YOUR GOAL
A word-for-word printout of the listing below is needed.

INFORMATION section start

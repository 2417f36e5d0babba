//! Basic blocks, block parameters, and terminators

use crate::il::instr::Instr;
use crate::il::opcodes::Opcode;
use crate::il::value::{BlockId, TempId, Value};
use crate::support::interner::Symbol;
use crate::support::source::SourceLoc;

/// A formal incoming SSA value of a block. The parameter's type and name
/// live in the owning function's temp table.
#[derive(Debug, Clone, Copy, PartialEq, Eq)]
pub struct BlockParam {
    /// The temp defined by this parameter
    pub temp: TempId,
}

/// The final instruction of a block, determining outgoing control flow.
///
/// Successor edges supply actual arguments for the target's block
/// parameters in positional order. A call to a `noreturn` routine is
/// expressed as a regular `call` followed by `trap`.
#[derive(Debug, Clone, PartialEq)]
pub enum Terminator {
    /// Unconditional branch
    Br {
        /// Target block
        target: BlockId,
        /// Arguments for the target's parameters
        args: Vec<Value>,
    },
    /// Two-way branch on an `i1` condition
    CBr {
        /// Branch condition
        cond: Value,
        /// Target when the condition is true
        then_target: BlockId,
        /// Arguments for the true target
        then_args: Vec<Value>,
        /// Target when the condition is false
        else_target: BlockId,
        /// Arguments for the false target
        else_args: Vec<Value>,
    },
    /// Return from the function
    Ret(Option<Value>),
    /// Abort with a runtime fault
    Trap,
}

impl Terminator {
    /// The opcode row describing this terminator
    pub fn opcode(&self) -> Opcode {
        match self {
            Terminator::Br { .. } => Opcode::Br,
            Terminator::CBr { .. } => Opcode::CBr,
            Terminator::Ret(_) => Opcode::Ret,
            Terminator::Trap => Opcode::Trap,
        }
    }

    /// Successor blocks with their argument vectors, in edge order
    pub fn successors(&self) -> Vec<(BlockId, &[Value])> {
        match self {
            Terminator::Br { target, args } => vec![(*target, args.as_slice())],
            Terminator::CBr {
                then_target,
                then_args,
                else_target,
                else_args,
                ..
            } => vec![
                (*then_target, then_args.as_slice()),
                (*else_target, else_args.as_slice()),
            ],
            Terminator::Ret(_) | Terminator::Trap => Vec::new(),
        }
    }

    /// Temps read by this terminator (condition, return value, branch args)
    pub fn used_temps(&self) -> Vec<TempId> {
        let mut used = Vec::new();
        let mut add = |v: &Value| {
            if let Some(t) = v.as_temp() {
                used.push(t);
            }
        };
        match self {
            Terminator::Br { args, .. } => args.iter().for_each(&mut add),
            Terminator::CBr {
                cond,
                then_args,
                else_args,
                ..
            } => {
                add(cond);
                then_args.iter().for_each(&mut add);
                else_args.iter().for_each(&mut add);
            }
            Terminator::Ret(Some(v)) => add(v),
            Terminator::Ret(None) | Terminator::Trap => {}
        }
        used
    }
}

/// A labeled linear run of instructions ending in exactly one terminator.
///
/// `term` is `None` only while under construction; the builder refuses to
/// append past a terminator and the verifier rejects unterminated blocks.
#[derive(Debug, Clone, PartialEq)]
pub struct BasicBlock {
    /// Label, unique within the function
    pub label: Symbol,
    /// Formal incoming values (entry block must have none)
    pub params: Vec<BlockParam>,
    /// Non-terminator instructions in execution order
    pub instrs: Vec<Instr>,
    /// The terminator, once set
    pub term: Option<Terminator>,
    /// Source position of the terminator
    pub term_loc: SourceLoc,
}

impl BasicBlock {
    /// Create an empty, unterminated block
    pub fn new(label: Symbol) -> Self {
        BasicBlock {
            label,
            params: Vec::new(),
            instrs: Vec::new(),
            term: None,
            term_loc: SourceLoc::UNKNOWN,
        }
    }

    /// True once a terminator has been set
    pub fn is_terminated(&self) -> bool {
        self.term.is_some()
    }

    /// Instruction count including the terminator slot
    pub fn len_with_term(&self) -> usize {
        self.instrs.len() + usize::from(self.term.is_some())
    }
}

INFORMATION section end

ANSWER SECTION
repository 2417f36e5d0babba
//! Basic blocks, block parameters, and terminators

use crate::il::instr::Instr;
use crate::il::opcodes::Opcode;
use crate::il::value::{BlockId, TempId, Value};
use crate::support::interner::Symbol;
use crate::support::source::SourceLoc;

/// A formal incoming SSA value of a block. The parameter's type and name
/// live in the owning function's temp table.
#[derive(Debug, Clone, Copy, PartialEq, Eq)]
pub struct BlockParam {
    /// The temp defined by this parameter
    pub temp: TempId,
}

/// The final instruction of a block, determining outgoing control flow.
///
/// Successor edges supply actual arguments for the target's block
/// parameters in positional order. A call to a `noreturn` routine is
/// expressed as a regular `call` followed by `trap`.
#[derive(Debug, Clone, PartialEq)]
pub enum Terminator {
    /// Unconditional branch
    Br {
        /// Target block
        target: BlockId,
        /// Arguments for the target's parameters
        args: Vec<Value>,
    },
    /// Two-way branch on an `i1` condition
    CBr {
        /// Branch condition
        cond: Value,
        /// Target when the condition is true
        then_target: BlockId,
        /// Arguments for the true target
        then_args: Vec<Value>,
        /// Target when the condition is false
        else_target: BlockId,
        /// Arguments for the false target
        else_args: Vec<Value>,
    },
    /// Return from the function
    Ret(Option<Value>),
    /// Abort with a runtime fault
    Trap,
}

impl Terminator {
    /// The opcode row describing this terminator
    pub fn opcode(&self) -> Opcode {
        match self {
            Terminator::Br { .. } => Opcode::Br,
            Terminator::CBr { .. } => Opcode::CBr,
            Terminator::Ret(_) => Opcode::Ret,
            Terminator::Trap => Opcode::Trap,
        }
    }

    /// Successor blocks with their argument vectors, in edge order
    pub fn successors(&self) -> Vec<(BlockId, &[Value])> {
        match self {
            Terminator::Br { target, args } => vec![(*target, args.as_slice())],
            Terminator::CBr {
                then_target,
                then_args,
                else_target,
                else_args,
                ..
            } => vec![
                (*then_target, then_args.as_slice()),
                (*else_target, else_args.as_slice()),
            ],
            Terminator::Ret(_) | Terminator::Trap => Vec::new(),
        }
    }

    /// Temps read by this terminator (condition, return value, branch args)
    pub fn used_temps(&self) -> Vec<TempId> {
        let mut used = Vec::new();
        let mut add = |v: &Value| {
            if let Some(t) = v.as_temp() {
                used.push(t);
            }
        };
        match self {
            Terminator::Br { args, .. } => args.iter().for_each(&mut add),
            Terminator::CBr {
                cond,
                then_args,
                else_args,
                ..
            } => {
                add(cond);
                then_args.iter().for_each(&mut add);
                else_args.iter().for_each(&mut add);
            }
            Terminator::Ret(Some(v)) => add(v),
            Terminator::Ret(None) | Terminator::Trap => {}
        }
        used
    }
}

/// A labeled linear run of instructions ending in exactly one terminator.
///
/// `term` is `None` only while under construction; the builder refuses to
/// append past a terminator and the verifier rejects unterminated blocks.
#[derive(Debug, Clone, PartialEq)]
pub struct BasicBlock {
    /// Label, unique within the function
    pub label: Symbol,
    /// Formal incoming values (entry block must have none)
    pub params: Vec<BlockParam>,
    /// Non-terminator instructions in execution order
    pub instrs: Vec<Instr>,
    /// The terminator, once set
    pub term: Option<Terminator>,
    /// Source position of the terminator
    pub term_loc: SourceLoc,
}

impl BasicBlock {
    /// Create an empty, unterminated block
    pub fn new(label: Symbol) -> Self {
        BasicBlock {
            label,
            params: Vec::new(),
            instrs: Vec::new(),
            term: None,
            term_loc: SourceLoc::UNKNOWN,
        }
    }

    /// True once a terminator has been set
    pub fn is_terminated(&self) -> bool {
        self.term.is_some()
    }

    /// Instruction count including the terminator slot
    pub fn len_with_term(&self) -> usize {
        self.instrs.len() + usize::from(self.term.is_some())
    }
}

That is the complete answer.